したがって自立医療については利用者の負担が大きくなる。では、自立医療の負担に耐えられない貧困家庭はどうするのか、また、自立医療の効果が見られない人にも自立医療を提供し続けるのか。それについての議論はない。この本は医療費に関する本であり、社会保障費全体を扱う本ではない。だから、そのような議論が欠けていることを責めることはできない。しかし、自立医療の供給についてしっかりした考えを示さないなら、この第3の理念をそのまま受け入れることは難しいのではないか。それこそ自立医療に関する「理念」が必要である。

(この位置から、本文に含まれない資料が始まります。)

//! AI Provider trait and common types.
//!
//! Defines the interface the extraction pipeline uses to reach a language model.

use async_trait::async_trait;
use serde::{Deserialize, Serialize};

use crate::errors::TasksResult;

/// Role of a message in a conversation.
#[derive(Debug, Clone, Copy, PartialEq, Eq, Serialize, Deserialize)]
#[serde(rename_all = "lowercase")]
pub enum AIRole {
    /// System message (sets context/behavior)
    System,
    /// User message (input)
    User,
    /// Assistant message (AI response)
    Assistant,
}

impl AIRole {
    pub fn as_str(self) -> &'static str {
        match self {
            Self::System => "system",
            Self::User => "user",
            Self::Assistant => "assistant",
        }
    }
}

/// A message in a conversation with an AI model.
#[derive(Debug, Clone, Serialize, Deserialize)]
pub struct AIMessage {
    pub role: AIRole,
    pub content: String,
}

impl AIMessage {
    pub fn system(content: impl Into<String>) -> Self {
        Self {
            role: AIRole::System,
            content: content.into(),
        }
    }

    pub fn user(content: impl Into<String>) -> Self {
        Self {
            role: AIRole::User,
            content: content.into(),
        }
    }
}

/// Token usage information from an AI response.
#[derive(Debug, Clone, Default, Serialize, Deserialize)]
pub struct TokenUsage {
    pub input_tokens: u32,
    pub output_tokens: u32,
    pub total_tokens: u32,
}

/// Response from an AI model.
#[derive(Debug, Clone, Serialize, Deserialize)]
pub struct AIResponse {
    /// Generated text content
    pub text: String,
    pub usage: TokenUsage,
    /// Model that generated the response
    pub model: String,
    /// Provider that generated the response
    pub provider: String,
}

/// Options for text generation.
#[derive(Debug, Clone, Default)]
pub struct GenerateOptions {
    /// Temperature for sampling (0.0 to 1.0)
    pub temperature: Option<f32>,
    /// Maximum tokens to generate
    pub max_tokens: Option<u32>,
}

/// Trait for AI providers.
#[async_trait]
pub trait AIProvider: Send + Sync {
    /// Provider name used in logs (e.g. "groq").
    fn name(&self) -> &str;

    /// Check if the provider has credentials.
    fn is_configured(&self) -> bool;

    /// Generate text from messages. One request, no retries.
    async fn generate_text(
        &self,
        model: &str,
        messages: &[AIMessage],
        options: &GenerateOptions,
    ) -> TasksResult<AIResponse>;
}
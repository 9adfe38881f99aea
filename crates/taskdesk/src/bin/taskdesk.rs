//! Taskdesk service binary.

use std::sync::Arc;

use anyhow::{Context, Result};
use clap::Parser;
use tasks::{
    Authenticator, MemoryAuth, MemoryStorage, OpenAIProvider, Storage, SupabaseAuth,
    SupabaseStorage, TaskExtractor,
};
use tracing::{error, info, warn};
use tracing_subscriber::{fmt, prelude::*, EnvFilter};

use taskdesk::{run_server, AppState, Config, LogFormat};

const DEFAULT_LOG_FILTER: &str = "taskdesk=info,tasks=info,tower_http=info";

#[derive(Parser, Debug)]
#[command(name = "taskdesk", version, about = "Personal task board service")]
struct Args {
    /// Port to listen on
    #[arg(long, env = "TASKDESK_PORT")]
    port: Option<u16>,

    /// Address to bind
    #[arg(long, env = "TASKDESK_BIND")]
    bind: Option<String>,

    /// Keep tasks and accounts in memory instead of Supabase
    #[arg(long)]
    memory_store: bool,

    /// Log output format (text or json)
    #[arg(long, env = "LOG_FORMAT")]
    log_format: Option<LogFormat>,
}

fn init_tracing(format: LogFormat) -> Result<()> {
    let filter = match std::env::var("RUST_LOG") {
        Ok(_) => EnvFilter::from_default_env(),
        Err(_) => EnvFilter::try_new(DEFAULT_LOG_FILTER).context("Invalid default log filter")?,
    };

    match format {
        LogFormat::Text => tracing_subscriber::registry()
            .with(fmt::layer())
            .with(filter)
            .init(),
        LogFormat::Json => tracing_subscriber::registry()
            .with(fmt::layer().json())
            .with(filter)
            .init(),
    }
    Ok(())
}

#[tokio::main]
async fn main() -> Result<()> {
    let dotenv = dotenvy::dotenv();
    let args = Args::parse();

    let mut config = Config::from_env();
    if let Some(port) = args.port {
        config.port = port;
    }
    if let Some(bind) = args.bind {
        config.bind = bind;
    }
    if let Some(format) = args.log_format {
        config.log_format = format;
    }

    init_tracing(config.log_format)?;

    match dotenv {
        Ok(path) => info!(path = %path.display(), "Loaded environment file"),
        Err(e) if e.not_found() => {}
        Err(e) => warn!(error = %e, "Could not read environment file"),
    }

    info!("Starting taskdesk...");

    let (storage, auth): (Arc<dyn Storage>, Arc<dyn Authenticator>) = if args.memory_store {
        warn!("Using in-memory store; data is lost on exit");
        (Arc::new(MemoryStorage::new()), Arc::new(MemoryAuth::new()))
    } else {
        let missing = config.missing_supabase_vars();
        if !missing.is_empty() {
            // Keep serving; store calls fail until configured
            error!(
                missing = %missing.join(", "),
                "Supabase is not configured, task and auth requests will fail"
            );
        }
        let supabase = config.supabase();
        (
            Arc::new(SupabaseStorage::new(supabase.clone())),
            Arc::new(SupabaseAuth::new(supabase)),
        )
    };

    let provider = OpenAIProvider::groq(config.groq_api_key.clone())
        .with_base_url(config.llm_api_url.clone());
    if config.groq_api_key.is_none() {
        warn!("GROQ_API_KEY is not set, task extraction will fail");
    }
    let extractor = TaskExtractor::new(Arc::new(provider), config.extraction_model.clone());

    info!(
        storage = storage.storage_type(),
        model = %config.extraction_model,
        "Services configured"
    );

    let state = AppState::new(storage, auth, Arc::new(extractor));
    run_server(state, &config.listen_addr()).await
}
//! Board and calendar projections over a task list.

use std::collections::BTreeSet;

use chrono::NaiveDate;
use serde::Serialize;

use crate::entities::{Task, TaskStatus};

/// One Kanban column.
#[derive(Debug, Clone, Serialize)]
#[serde(rename_all = "camelCase")]
pub struct KanbanColumn {
    pub status: TaskStatus,
    pub title: &'static str,
    pub count: usize,
    pub tasks: Vec<Task>,
}

/// Tasks grouped by status, in board order.
#[derive(Debug, Clone, Serialize)]
pub struct KanbanColumns {
    pub columns: Vec<KanbanColumn>,
}

impl KanbanColumns {
    /// Group tasks into columns, keeping their relative order.
    pub fn from_tasks(tasks: &[Task]) -> Self {
        let columns = TaskStatus::ALL
            .into_iter()
            .map(|status| {
                let tasks: Vec<Task> = tasks
                    .iter()
                    .filter(|t| t.status == status)
                    .cloned()
                    .collect();
                KanbanColumn {
                    status,
                    title: status.label(),
                    count: tasks.len(),
                    tasks,
                }
            })
            .collect();
        Self { columns }
    }

    pub fn column(&self, status: TaskStatus) -> Option<&KanbanColumn> {
        self.columns.iter().find(|c| c.status == status)
    }
}

/// Tasks due on `date`.
pub fn tasks_due_on(tasks: &[Task], date: NaiveDate) -> Vec<&Task> {
    tasks.iter().filter(|t| t.due_date == Some(date)).collect()
}

/// Distinct due dates, ascending.
pub fn dates_with_tasks(tasks: &[Task]) -> Vec<NaiveDate> {
    tasks
        .iter()
        .filter_map(|t| t.due_date)
        .collect::<BTreeSet<_>>()
        .into_iter()
        .collect()
}

#[cfg(test)]
mod tests {
    use super::*;
    use crate::entities::{TaskPriority, TaskSource};
    use chrono::Utc;

    fn task(id: &str, status: TaskStatus, due: Option<(i32, u32, u32)>) -> Task {
        let now = Utc::now();
        Task {
            id: id.to_string(),
            title: id.to_string(),
            description: String::new(),
            priority: TaskPriority::Medium,
            status,
            due_date: due.and_then(|(y, m, d)| NaiveDate::from_ymd_opt(y, m, d)),
            created_at: now,
            updated_at: now,
            completed_at: (status == TaskStatus::Done).then_some(now),
            hours_spent: None,
            user_id: String::new(),
            source: TaskSource::Manual,
        }
    }

    #[test]
    fn test_columns_preserve_order_and_count() {
        let tasks = vec![
            task("a", TaskStatus::Todo, None),
            task("b", TaskStatus::Done, None),
            task("c", TaskStatus::Todo, None),
        ];

        let board = KanbanColumns::from_tasks(&tasks);

        assert_eq!(board.columns.len(), 3);
        let todo = board.column(TaskStatus::Todo).unwrap();
        assert_eq!(todo.count, 2);
        assert_eq!(
            todo.tasks.iter().map(|t| t.id.as_str()).collect::<Vec<_>>(),
            ["a", "c"]
        );
        assert_eq!(board.column(TaskStatus::InProgress).unwrap().count, 0);

        let json = serde_json::to_value(&board).unwrap();
        assert_eq!(json["columns"][1]["status"], "in-progress");
        assert_eq!(json["columns"][1]["title"], "In Progress");
    }

    #[test]
    fn test_calendar_projections() {
        let tasks = vec![
            task("a", TaskStatus::Todo, Some((2026, 10, 20))),
            task("b", TaskStatus::Todo, Some((2026, 10, 18))),
            task("c", TaskStatus::Done, Some((2026, 10, 20))),
            task("d", TaskStatus::Todo, None),
        ];
        let day = NaiveDate::from_ymd_opt(2026, 10, 20).unwrap();

        let due: Vec<&str> = tasks_due_on(&tasks, day).iter().map(|t| t.id.as_str()).collect();
        assert_eq!(due, ["a", "c"]);

        assert_eq!(
            dates_with_tasks(&tasks),
            vec![NaiveDate::from_ymd_opt(2026, 10, 18).unwrap(), day]
        );
    }
}
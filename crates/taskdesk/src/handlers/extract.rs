//! Task extraction endpoint.

use axum::{extract::rejection::JsonRejection, extract::State, Json};
use serde::{Deserialize, Serialize};
use serde_json::Value;
use tasks::{TaskDraft, TasksError};
use tracing::{error, warn};

use crate::error::{ApiError, ApiResult};
use crate::server::AppState;

#[derive(Debug, Deserialize)]
pub struct ExtractRequest {
    #[serde(default)]
    pub content: Option<Value>,
}

impl ExtractRequest {
    /// Prompt text for the content field.
    ///
    /// Absent, null, `false`, `0` and `""` count as missing; other
    /// non-string values are sent as their JSON text.
    fn content_text(self) -> String {
        match self.content {
            None | Some(Value::Null | Value::Bool(false)) => String::new(),
            Some(Value::String(text)) => text,
            Some(Value::Number(n)) if n.as_f64() == Some(0.0) => String::new(),
            Some(other) => other.to_string(),
        }
    }
}

#[derive(Debug, Serialize)]
pub struct ExtractResponse {
    pub tasks: Vec<TaskDraft>,
}

/// `POST /api/extract-tasks`
///
/// 400 for missing content, 500 for anything else that goes wrong.
pub async fn extract_tasks(
    State(state): State<AppState>,
    body: Result<Json<ExtractRequest>, JsonRejection>,
) -> ApiResult<Json<ExtractResponse>> {
    let Json(request) = body.map_err(|e| {
        warn!(error = %e, "Unreadable extraction request");
        ApiError::Extraction
    })?;

    let content = request.content_text();
    match state.extractor.extract(&content).await {
        Ok(tasks) => Ok(Json(ExtractResponse { tasks })),
        Err(e @ TasksError::Validation { .. }) => Err(ApiError::bad_request(e.to_string())),
        Err(e) => {
            error!(
                error = %e,
                provider = state.extractor.provider_name(),
                "Error extracting tasks"
            );
            Err(ApiError::Extraction)
        }
    }
}
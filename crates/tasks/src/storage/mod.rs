//! Storage layer for task persistence.

mod memory;
mod rows;
mod supabase;
mod traits;

pub use memory::MemoryStorage;
pub use rows::{NewTaskRow, TaskRow, TaskRowPatch};
pub use supabase::SupabaseStorage;
pub use traits::{NewTask, Storage};
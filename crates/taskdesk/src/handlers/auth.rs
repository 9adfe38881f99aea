//! Sign-in, sign-up and session endpoints.

use axum::{
    extract::{rejection::JsonRejection, State},
    http::StatusCode,
    Json,
};
use serde::{Deserialize, Serialize};
use tasks::{Session, User};
use tracing::info;

use crate::error::{ApiError, ApiResult};
use crate::server::AppState;
use crate::session::AccessToken;

#[derive(Debug, Deserialize)]
pub struct SignInRequest {
    #[serde(default)]
    pub email: String,
    #[serde(default)]
    pub password: String,
}

#[derive(Debug, Deserialize)]
pub struct SignUpRequest {
    #[serde(default)]
    pub email: String,
    #[serde(default)]
    pub password: String,
    #[serde(default)]
    pub name: Option<String>,
}

#[derive(Debug, Serialize)]
pub struct SignUpResponse {
    pub user: User,
    /// Absent until the email address is confirmed.
    pub session: Option<Session>,
}

fn require_credentials(email: &str, password: &str) -> ApiResult<()> {
    if email.trim().is_empty() || password.is_empty() {
        return Err(ApiError::bad_request("Email and password are required"));
    }
    Ok(())
}

/// `POST /api/auth/sign-in`
pub async fn sign_in(
    State(state): State<AppState>,
    body: Result<Json<SignInRequest>, JsonRejection>,
) -> ApiResult<Json<Session>> {
    let Json(request) = body?;
    require_credentials(&request.email, &request.password)?;
    let session = state
        .auth
        .sign_in(request.email.trim(), &request.password)
        .await?;
    Ok(Json(session))
}

/// `POST /api/auth/sign-up`
pub async fn sign_up(
    State(state): State<AppState>,
    body: Result<Json<SignUpRequest>, JsonRejection>,
) -> ApiResult<(StatusCode, Json<SignUpResponse>)> {
    let Json(request) = body?;
    require_credentials(&request.email, &request.password)?;
    let registration = state
        .auth
        .sign_up(
            request.email.trim(),
            &request.password,
            request.name.as_deref(),
        )
        .await?;

    info!(user_id = %registration.user.id, "Account created");
    Ok((
        StatusCode::CREATED,
        Json(SignUpResponse {
            user: registration.user,
            session: registration.session,
        }),
    ))
}

/// `POST /api/auth/sign-out`
pub async fn sign_out(State(state): State<AppState>, token: AccessToken) -> ApiResult<StatusCode> {
    state.auth.sign_out(token.as_str()).await?;
    Ok(StatusCode::NO_CONTENT)
}

/// `GET /api/auth/user`
pub async fn current_user(
    State(state): State<AppState>,
    token: AccessToken,
) -> ApiResult<Json<User>> {
    Ok(Json(state.auth.current_user(token.as_str()).await?))
}
//! AI integration for task extraction.
//!
//! This module provides:
//! - AI provider abstraction
//! - An OpenAI-compatible client (Groq by default)
//! - Prompt templates rendered with Handlebars

pub mod openai;
pub mod prompts;
pub mod provider;

// Re-exports
pub use openai::{OpenAIProvider, DEFAULT_MODEL, GROQ_API_KEY_ENV, GROQ_API_URL};
pub use prompts::PromptTemplate;
pub use provider::{AIMessage, AIProvider, AIResponse, AIRole, GenerateOptions, TokenUsage};
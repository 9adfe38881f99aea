//! OpenAI-compatible chat completions provider (Groq by default).

use async_trait::async_trait;
use reqwest::Client;
use serde::{Deserialize, Serialize};
use tracing::{debug, instrument};

use crate::errors::{TasksError, TasksResult};

use super::provider::{AIMessage, AIProvider, AIResponse, GenerateOptions, TokenUsage};

/// Groq chat completions endpoint
pub const GROQ_API_URL: &str = "https://api.groq.com/openai/v1/chat/completions";

/// Environment variable holding the Groq key
pub const GROQ_API_KEY_ENV: &str = "GROQ_API_KEY";

/// Default extraction model
pub const DEFAULT_MODEL: &str = "llama-3.1-8b-instant";

#[derive(Debug, Serialize)]
struct ChatMessage<'a> {
    role: &'static str,
    content: &'a str,
}

#[derive(Debug, Serialize)]
struct ChatRequest<'a> {
    model: &'a str,
    messages: Vec<ChatMessage<'a>>,
    #[serde(skip_serializing_if = "Option::is_none")]
    max_tokens: Option<u32>,
    #[serde(skip_serializing_if = "Option::is_none")]
    temperature: Option<f32>,
}

#[derive(Debug, Deserialize)]
struct ChoiceMessage {
    content: Option<String>,
}

#[derive(Debug, Deserialize)]
struct Choice {
    message: ChoiceMessage,
}

#[derive(Debug, Default, Deserialize)]
#[allow(clippy::struct_field_names)]
struct Usage {
    #[serde(default)]
    prompt_tokens: u32,
    #[serde(default)]
    completion_tokens: u32,
    #[serde(default)]
    total_tokens: u32,
}

#[derive(Debug, Deserialize)]
struct ChatResponse {
    choices: Vec<Choice>,
    #[serde(default)]
    model: String,
    #[serde(default)]
    usage: Usage,
}

#[derive(Debug, Deserialize)]
struct ApiError {
    message: String,
}

#[derive(Debug, Deserialize)]
struct ApiErrorResponse {
    error: ApiError,
}

/// Provider for any endpoint speaking the OpenAI chat completions protocol.
pub struct OpenAIProvider {
    client: Client,
    name: String,
    api_key: Option<String>,
    base_url: String,
}

impl OpenAIProvider {
    /// Create a provider for an arbitrary compatible endpoint.
    pub fn new(name: impl Into<String>, base_url: impl Into<String>, api_key: Option<String>) -> Self {
        Self {
            client: Client::new(),
            name: name.into(),
            api_key: api_key.filter(|k| !k.trim().is_empty()),
            base_url: base_url.into(),
        }
    }

    /// Groq's hosted endpoint.
    pub fn groq(api_key: Option<String>) -> Self {
        Self::new("groq", GROQ_API_URL, api_key)
    }

    /// Groq with the key read from `GROQ_API_KEY`.
    pub fn groq_from_env() -> Self {
        Self::groq(std::env::var(GROQ_API_KEY_ENV).ok())
    }

    /// Set a custom base URL (proxies, other compatible hosts, tests).
    pub fn with_base_url(mut self, url: impl Into<String>) -> Self {
        self.base_url = url.into();
        self
    }

    fn convert_messages(messages: &[AIMessage]) -> Vec<ChatMessage<'_>> {
        messages
            .iter()
            .map(|msg| ChatMessage {
                role: msg.role.as_str(),
                content: &msg.content,
            })
            .collect()
    }
}

#[async_trait]
impl AIProvider for OpenAIProvider {
    fn name(&self) -> &str {
        &self.name
    }

    fn is_configured(&self) -> bool {
        self.api_key.is_some()
    }

    #[instrument(skip(self, messages, options), fields(provider = %self.name))]
    async fn generate_text(
        &self,
        model: &str,
        messages: &[AIMessage],
        options: &GenerateOptions,
    ) -> TasksResult<AIResponse> {
        let api_key = self.api_key.as_ref().ok_or_else(|| TasksError::NotConfigured {
            service: self.name.clone(),
        })?;

        let request = ChatRequest {
            model,
            messages: Self::convert_messages(messages),
            max_tokens: options.max_tokens,
            temperature: options.temperature,
        };

        let response = self
            .client
            .post(&self.base_url)
            .bearer_auth(api_key)
            .json(&request)
            .send()
            .await
            .map_err(|e| TasksError::Ai(format!("{} request failed: {e}", self.name)))?;

        let status = response.status();
        let body = response
            .text()
            .await
            .map_err(|e| TasksError::Ai(format!("Failed to read response: {e}")))?;

        if !status.is_success() {
            if let Ok(error_response) = serde_json::from_str::<ApiErrorResponse>(&body) {
                return Err(TasksError::Ai(format!(
                    "{} API error: {}",
                    self.name, error_response.error.message
                )));
            }
            return Err(TasksError::Ai(format!(
                "{} API error ({status}): {body}",
                self.name
            )));
        }

        let api_response: ChatResponse = serde_json::from_str(&body)
            .map_err(|e| TasksError::Ai(format!("Failed to parse response: {e}")))?;

        let text = api_response
            .choices
            .into_iter()
            .next()
            .and_then(|c| c.message.content)
            .unwrap_or_default();

        debug!(
            chars = text.len(),
            total_tokens = api_response.usage.total_tokens,
            "Model responded"
        );

        Ok(AIResponse {
            text,
            usage: TokenUsage {
                input_tokens: api_response.usage.prompt_tokens,
                output_tokens: api_response.usage.completion_tokens,
                total_tokens: api_response.usage.total_tokens,
            },
            model: if api_response.model.is_empty() {
                model.to_string()
            } else {
                api_response.model
            },
            provider: self.name.clone(),
        })
    }
}
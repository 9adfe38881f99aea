//! Row shapes of the `tasks` table and their mapping to entities.
//!
//! Columns are snake_case and everything except `id`, `title`, `status`,
//! `priority` and `created_at` may be null.

use chrono::{DateTime, NaiveDate, NaiveDateTime, Utc};
use serde::{Deserialize, Deserializer, Serialize};

use super::traits::NewTask;
use crate::entities::{parse_date, Task, TaskPatch, TaskPriority, TaskSource, TaskStatus};

/// A row as returned by the store.
#[derive(Debug, Clone, Deserialize)]
pub struct TaskRow {
    #[serde(deserialize_with = "string_or_number")]
    pub id: String,
    pub title: String,
    #[serde(default)]
    pub description: Option<String>,
    #[serde(default)]
    pub priority: Option<TaskPriority>,
    #[serde(default)]
    pub status: Option<TaskStatus>,
    #[serde(default)]
    pub due_date: Option<String>,
    #[serde(deserialize_with = "timestamp")]
    pub created_at: DateTime<Utc>,
    #[serde(default, deserialize_with = "optional_timestamp")]
    pub updated_at: Option<DateTime<Utc>>,
    #[serde(default, deserialize_with = "optional_timestamp")]
    pub completed_at: Option<DateTime<Utc>>,
    #[serde(default)]
    pub hours_spent: Option<f64>,
    #[serde(default)]
    pub user_email: Option<String>,
    #[serde(default)]
    pub source: Option<String>,
}

impl From<TaskRow> for Task {
    fn from(row: TaskRow) -> Self {
        Self {
            id: row.id,
            title: row.title,
            description: row.description.unwrap_or_default(),
            priority: row.priority.unwrap_or_default(),
            status: row.status.unwrap_or_default(),
            due_date: row.due_date.as_deref().and_then(parse_date),
            updated_at: row.updated_at.unwrap_or(row.created_at),
            created_at: row.created_at,
            completed_at: row.completed_at,
            hours_spent: row.hours_spent,
            user_id: row.user_email.unwrap_or_default(),
            source: row.source.map(TaskSource::from).unwrap_or_default(),
        }
    }
}

/// Insert payload.
#[derive(Debug, Clone, Serialize)]
pub struct NewTaskRow {
    pub title: String,
    pub description: String,
    pub priority: TaskPriority,
    pub status: TaskStatus,
    pub due_date: Option<NaiveDate>,
    pub created_at: DateTime<Utc>,
    pub updated_at: DateTime<Utc>,
    pub completed_at: Option<DateTime<Utc>>,
    pub hours_spent: Option<f64>,
    pub user_email: String,
    pub source: String,
}

impl From<NewTask> for NewTaskRow {
    fn from(task: NewTask) -> Self {
        Self {
            title: task.title,
            description: task.description,
            priority: task.priority,
            status: task.status,
            due_date: task.due_date,
            created_at: task.created_at,
            updated_at: task.updated_at,
            completed_at: task.completed_at,
            hours_spent: task.hours_spent,
            user_email: task.user_id,
            source: task.source.into(),
        }
    }
}

/// Update payload; absent fields are omitted, cleared fields are sent as null.
#[derive(Debug, Clone, Default, Serialize)]
pub struct TaskRowPatch {
    #[serde(skip_serializing_if = "Option::is_none")]
    pub title: Option<String>,
    #[serde(skip_serializing_if = "Option::is_none")]
    pub description: Option<String>,
    #[serde(skip_serializing_if = "Option::is_none")]
    pub priority: Option<TaskPriority>,
    #[serde(skip_serializing_if = "Option::is_none")]
    pub status: Option<TaskStatus>,
    #[serde(skip_serializing_if = "Option::is_none")]
    pub due_date: Option<Option<NaiveDate>>,
    #[serde(skip_serializing_if = "Option::is_none")]
    pub updated_at: Option<DateTime<Utc>>,
    #[serde(skip_serializing_if = "Option::is_none")]
    pub completed_at: Option<Option<DateTime<Utc>>>,
    #[serde(skip_serializing_if = "Option::is_none")]
    pub hours_spent: Option<Option<f64>>,
    #[serde(skip_serializing_if = "Option::is_none")]
    pub source: Option<String>,
}

impl From<&TaskPatch> for TaskRowPatch {
    fn from(patch: &TaskPatch) -> Self {
        Self {
            title: patch.title.clone(),
            description: patch.description.clone(),
            priority: patch.priority,
            status: patch.status,
            due_date: patch.due_date,
            updated_at: patch.updated_at,
            completed_at: patch.completed_at,
            hours_spent: patch.hours_spent,
            source: patch.source.clone().map(String::from),
        }
    }
}

fn string_or_number<'de, D>(deserializer: D) -> Result<String, D::Error>
where
    D: Deserializer<'de>,
{
    match serde_json::Value::deserialize(deserializer)? {
        serde_json::Value::String(s) => Ok(s),
        serde_json::Value::Number(n) => Ok(n.to_string()),
        other => Err(serde::de::Error::custom(format!(
            "expected string or number id, got {other}"
        ))),
    }
}

/// Accepts `timestamptz` (RFC 3339) and zone-less `timestamp` columns, the
/// latter read as UTC.
fn parse_timestamp(raw: &str) -> Option<DateTime<Utc>> {
    DateTime::parse_from_rfc3339(raw)
        .map(|dt| dt.with_timezone(&Utc))
        .ok()
        .or_else(|| {
            NaiveDateTime::parse_from_str(raw, "%Y-%m-%dT%H:%M:%S%.f")
                .or_else(|_| NaiveDateTime::parse_from_str(raw, "%Y-%m-%d %H:%M:%S%.f"))
                .ok()
                .map(|naive| naive.and_utc())
        })
}

fn timestamp<'de, D>(deserializer: D) -> Result<DateTime<Utc>, D::Error>
where
    D: Deserializer<'de>,
{
    let raw = String::deserialize(deserializer)?;
    parse_timestamp(&raw)
        .ok_or_else(|| serde::de::Error::custom(format!("invalid timestamp '{raw}'")))
}

fn optional_timestamp<'de, D>(deserializer: D) -> Result<Option<DateTime<Utc>>, D::Error>
where
    D: Deserializer<'de>,
{
    let raw: Option<String> = Option::deserialize(deserializer)?;
    match raw {
        None => Ok(None),
        Some(raw) => parse_timestamp(&raw)
            .map(Some)
            .ok_or_else(|| serde::de::Error::custom(format!("invalid timestamp '{raw}'"))),
    }
}
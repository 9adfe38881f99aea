//! HTTP error responses.

use axum::{
    extract::rejection::JsonRejection,
    http::StatusCode,
    response::{IntoResponse, Response},
    Json,
};
use serde_json::json;
use tasks::TasksError;
use thiserror::Error;
use tracing::{error, warn};

/// Errors returned by handlers, rendered as `{"error": "..."}`.
#[derive(Debug, Error)]
pub enum ApiError {
    #[error(transparent)]
    Tasks(#[from] TasksError),

    #[error("{0}")]
    BadRequest(String),

    #[error("Missing or malformed Authorization header")]
    MissingToken,

    #[error("Failed to extract tasks")]
    Extraction,

    #[error("Request body is too large")]
    PayloadTooLarge,
}

impl From<JsonRejection> for ApiError {
    fn from(rejection: JsonRejection) -> Self {
        if rejection.status() == StatusCode::PAYLOAD_TOO_LARGE {
            return Self::PayloadTooLarge;
        }
        Self::BadRequest(format!("Invalid request body: {}", rejection.body_text()))
    }
}

impl ApiError {
    pub fn bad_request(message: impl Into<String>) -> Self {
        Self::BadRequest(message.into())
    }

    pub fn status(&self) -> StatusCode {
        match self {
            Self::BadRequest(_) => StatusCode::BAD_REQUEST,
            Self::MissingToken => StatusCode::UNAUTHORIZED,
            Self::Extraction => StatusCode::INTERNAL_SERVER_ERROR,
            Self::PayloadTooLarge => StatusCode::PAYLOAD_TOO_LARGE,
            Self::Tasks(err) => match err {
                TasksError::Validation { .. }
                | TasksError::InvalidStatus { .. }
                | TasksError::InvalidPriority { .. }
                | TasksError::InvalidTransition { .. } => StatusCode::BAD_REQUEST,
                TasksError::TaskNotFound { .. } => StatusCode::NOT_FOUND,
                TasksError::Unauthorized | TasksError::Auth { .. } => StatusCode::UNAUTHORIZED,
                TasksError::Provider { .. } => StatusCode::BAD_GATEWAY,
                TasksError::NotConfigured { .. } => StatusCode::SERVICE_UNAVAILABLE,
                TasksError::Ai(_) | TasksError::JsonParseError { .. } => {
                    StatusCode::INTERNAL_SERVER_ERROR
                }
            },
        }
    }

    /// Text shown to the caller.
    fn public_message(&self) -> String {
        match self {
            Self::Tasks(TasksError::Provider { service, .. }) => {
                format!("Request to {service} failed, please try again")
            }
            Self::Tasks(TasksError::Ai(_) | TasksError::JsonParseError { .. }) => {
                "Internal server error".to_string()
            }
            other => other.to_string(),
        }
    }
}

impl IntoResponse for ApiError {
    fn into_response(self) -> Response {
        let status = self.status();
        if status.is_server_error() {
            error!(error = %self, %status, "Request failed");
        } else {
            warn!(error = %self, %status, "Request rejected");
        }
        (status, Json(json!({ "error": self.public_message() }))).into_response()
    }
}

/// Result type for handlers.
pub type ApiResult<T> = Result<T, ApiError>;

財政危機が深刻化したり破綻したりした場合、この自立医療について負担割合を上げたり、供給量を制限したりするのはやむをえないだろう。だがその場合「皆が少しずつ困難を分け合う」というのが良いと私は思う。金さえ払えば際限なく受けられ、金がなければまったく受けられないという医療では困る。他人が味わっている困難の量を比較することはできないから、「分け合う」といってもかなり感覚的なものになってしまうかもしれないが、格差を少なくしようと努める運用が優れた運用だと思う。